* [DIRECTIONS FOR THIS TASK]: Reproduce the following entries exactly, leaving nothing out.

Saved entries
+-------+

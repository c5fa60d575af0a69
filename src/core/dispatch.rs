//! Command dispatch - turns chat messages into stack operations and replies.

use chrono::{DateTime, Utc};
use std::sync::Arc;

use crate::error::{Error, Result};
use crate::stack::{
    resolve_subject, Directory, JoinOutcome, LeaveOutcome, PeekOutcome, QueueService, Subject,
};
use crate::store::Identity;

use super::commands::{parse_command, StackCommand, HELP_TEXT};

/// One inbound chat message, already stripped of transport details.
#[derive(Debug, Clone)]
pub struct Invocation {
    /// Channel the message arrived in; `None` for private chats.
    pub channel: Option<String>,
    pub sender: Identity,
    pub text: String,
    pub at: DateTime<Utc>,
}

/// Routes stack commands to the queue service and formats the replies.
pub struct Dispatcher {
    service: Arc<QueueService>,
    directory: Arc<dyn Directory>,
}

impl Dispatcher {
    pub fn new(service: Arc<QueueService>, directory: Arc<dyn Directory>) -> Self {
        Self { service, directory }
    }

    /// Handle a message, returning the replies to send (possibly none).
    ///
    /// Resolution failures become a single reply. Store failures are returned
    /// to the caller untouched.
    pub fn handle(&self, invocation: &Invocation) -> Result<Vec<String>> {
        let Some(command) = parse_command(&invocation.text) else {
            return Ok(Vec::new());
        };

        match self.execute(&command, invocation) {
            Ok(replies) => Ok(replies),
            Err(Error::UnsupportedContext) => {
                tracing::debug!("Ignoring {:?} outside a channel", command);
                Ok(Vec::new())
            }
            Err(Error::IdentityNotFound(name)) => {
                tracing::info!("Could not resolve @{} for {:?}", name, command);
                Ok(vec![format!("I couldn't find @{} to {}.", name, command.action())])
            }
            Err(e) => Err(e),
        }
    }

    fn execute(&self, command: &StackCommand, invocation: &Invocation) -> Result<Vec<String>> {
        let channel = invocation
            .channel
            .as_deref()
            .ok_or(Error::UnsupportedContext)?;
        let now = invocation.at;

        let subject = match command.subject() {
            Some(name) => Subject::Unresolved(name.to_string()),
            None => Subject::Missing,
        };

        match command {
            StackCommand::Join(_) => {
                let who = resolve_subject(&subject, &invocation.sender, self.directory.as_ref())?;
                let outcome = self.service.join(channel, &who, now)?;
                Ok(self.join_replies(&who, &outcome))
            }
            StackCommand::Leave(_) => {
                let who = resolve_subject(&subject, &invocation.sender, self.directory.as_ref())?;
                let outcome = self.service.leave(channel, &who, now)?;
                Ok(vec![self.leave_reply(&who, &outcome)])
            }
            StackCommand::Requeue(_) => {
                let who = resolve_subject(&subject, &invocation.sender, self.directory.as_ref())?;
                let outcome = self.service.requeue(channel, &who, now)?;
                let mut replies = vec![self.leave_reply(&who, &outcome.left)];
                replies.extend(self.join_replies(&who, &outcome.joined));
                Ok(replies)
            }
            StackCommand::Peek => Ok(vec![self.peek_reply(&self.service.peek(channel, now)?)]),
            StackCommand::Clear => {
                self.service.clear(channel)?;
                Ok(vec![format!(
                    "Stack cleared by {}.",
                    self.directory.mention(&invocation.sender)
                )])
            }
            StackCommand::Help => Ok(vec![HELP_TEXT.to_string()]),
        }
    }

    fn join_replies(&self, who: &Identity, outcome: &JoinOutcome) -> Vec<String> {
        let who = self.directory.mention(who);
        match outcome {
            JoinOutcome::First => vec![format!("{}, you have the floor.", who)],
            JoinOutcome::Inserted {
                predecessors,
                moved,
                new_front,
            } => {
                let behind = predecessors
                    .last()
                    .map(|p| self.directory.mention(p))
                    .unwrap_or_default();
                let mut replies = vec![if *moved {
                    format!("{} was already on the stack; moved behind {}.", who, behind)
                } else {
                    format!("{} is on the stack after {}.", who, behind)
                }];
                if let Some(front) = new_front {
                    replies.push(format!("{}, you have the floor.", self.directory.mention(front)));
                }
                replies
            }
        }
    }

    fn leave_reply(&self, who: &Identity, outcome: &LeaveOutcome) -> String {
        let who = self.directory.mention(who);
        match outcome {
            LeaveOutcome::BecameFront(next) => format!(
                "{} is off the stack. {}, you have the floor.",
                who,
                self.directory.mention(next)
            ),
            LeaveOutcome::NowEmpty => format!("{} is off the stack. The stack is now empty.", who),
            LeaveOutcome::NoFrontChange => format!("{} is off the stack.", who),
        }
    }

    fn peek_reply(&self, outcome: &PeekOutcome) -> String {
        match outcome {
            PeekOutcome::Empty => "The stack is empty!".to_string(),
            PeekOutcome::Members(members) => {
                let list = members
                    .iter()
                    .enumerate()
                    .map(|(idx, m)| format!("{}. {}", idx + 1, self.directory.mention(m)))
                    .collect::<Vec<_>>()
                    .join("\n");
                format!("Current stack:\n{}", list)
            }
        }
    }
}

+-------+

* [TASK ANSWER]:
repository c5fa60d575af0a69
filename src/core/dispatch.rs
//! Command dispatch - turns chat messages into stack operations and replies.

use chrono::{DateTime, Utc};
use std::sync::Arc;

use crate::error::{Error, Result};
use crate::stack::{
    resolve_subject, Directory, JoinOutcome, LeaveOutcome, PeekOutcome, QueueService, Subject,
};
use crate::store::Identity;

use super::commands::{parse_command, StackCommand, HELP_TEXT};

/// One inbound chat message, already stripped of transport details.
#[derive(Debug, Clone)]
pub struct Invocation {
    /// Channel the message arrived in; `None` for private chats.
    pub channel: Option<String>,
    pub sender: Identity,
    pub text: String,
    pub at: DateTime<Utc>,
}

/// Routes stack commands to the queue service and formats the replies.
pub struct Dispatcher {
    service: Arc<QueueService>,
    directory: Arc<dyn Directory>,
}

impl Dispatcher {
    pub fn new(service: Arc<QueueService>, directory: Arc<dyn Directory>) -> Self {
        Self { service, directory }
    }

    /// Handle a message, returning the replies to send (possibly none).
    ///
    /// Resolution failures become a single reply. Store failures are returned
    /// to the caller untouched.
    pub fn handle(&self, invocation: &Invocation) -> Result<Vec<String>> {
        let Some(command) = parse_command(&invocation.text) else {
            return Ok(Vec::new());
        };

        match self.execute(&command, invocation) {
            Ok(replies) => Ok(replies),
            Err(Error::UnsupportedContext) => {
                tracing::debug!("Ignoring {:?} outside a channel", command);
                Ok(Vec::new())
            }
            Err(Error::IdentityNotFound(name)) => {
                tracing::info!("Could not resolve @{} for {:?}", name, command);
                Ok(vec![format!("I couldn't find @{} to {}.", name, command.action())])
            }
            Err(e) => Err(e),
        }
    }

    fn execute(&self, command: &StackCommand, invocation: &Invocation) -> Result<Vec<String>> {
        let channel = invocation
            .channel
            .as_deref()
            .ok_or(Error::UnsupportedContext)?;
        let now = invocation.at;

        let subject = match command.subject() {
            Some(name) => Subject::Unresolved(name.to_string()),
            None => Subject::Missing,
        };

        match command {
            StackCommand::Join(_) => {
                let who = resolve_subject(&subject, &invocation.sender, self.directory.as_ref())?;
                let outcome = self.service.join(channel, &who, now)?;
                Ok(self.join_replies(&who, &outcome))
            }
            StackCommand::Leave(_) => {
                let who = resolve_subject(&subject, &invocation.sender, self.directory.as_ref())?;
                let outcome = self.service.leave(channel, &who, now)?;
                Ok(vec![self.leave_reply(&who, &outcome)])
            }
            StackCommand::Requeue(_) => {
                let who = resolve_subject(&subject, &invocation.sender, self.directory.as_ref())?;
                let outcome = self.service.requeue(channel, &who, now)?;
                let mut replies = vec![self.leave_reply(&who, &outcome.left)];
                replies.extend(self.join_replies(&who, &outcome.joined));
                Ok(replies)
            }
            StackCommand::Peek => Ok(vec![self.peek_reply(&self.service.peek(channel, now)?)]),
            StackCommand::Clear => {
                self.service.clear(channel)?;
                Ok(vec![format!(
                    "Stack cleared by {}.",
                    self.directory.mention(&invocation.sender)
                )])
            }
            StackCommand::Help => Ok(vec![HELP_TEXT.to_string()]),
        }
    }

    fn join_replies(&self, who: &Identity, outcome: &JoinOutcome) -> Vec<String> {
        let who = self.directory.mention(who);
        match outcome {
            JoinOutcome::First => vec![format!("{}, you have the floor.", who)],
            JoinOutcome::Inserted {
                predecessors,
                moved,
                new_front,
            } => {
                let behind = predecessors
                    .last()
                    .map(|p| self.directory.mention(p))
                    .unwrap_or_default();
                let mut replies = vec![if *moved {
                    format!("{} was already on the stack; moved behind {}.", who, behind)
                } else {
                    format!("{} is on the stack after {}.", who, behind)
                }];
                if let Some(front) = new_front {
                    replies.push(format!("{}, you have the floor.", self.directory.mention(front)));
                }
                replies
            }
        }
    }

    fn leave_reply(&self, who: &Identity, outcome: &LeaveOutcome) -> String {
        let who = self.directory.mention(who);
        match outcome {
            LeaveOutcome::BecameFront(next) => format!(
                "{} is off the stack. {}, you have the floor.",
                who,
                self.directory.mention(next)
            ),
            LeaveOutcome::NowEmpty => format!("{} is off the stack. The stack is now empty.", who),
            LeaveOutcome::NoFrontChange => format!("{} is off the stack.", who),
        }
    }

    fn peek_reply(&self, outcome: &PeekOutcome) -> String {
        match outcome {
            PeekOutcome::Empty => "The stack is empty!".to_string(),
            PeekOutcome::Members(members) => {
                let list = members
                    .iter()
                    .enumerate()
                    .map(|(idx, m)| format!("{}. {}", idx + 1, self.directory.mention(m)))
                    .collect::<Vec<_>>()
                    .join("\n");
                format!("Current stack:\n{}", list)
            }
        }
    }
}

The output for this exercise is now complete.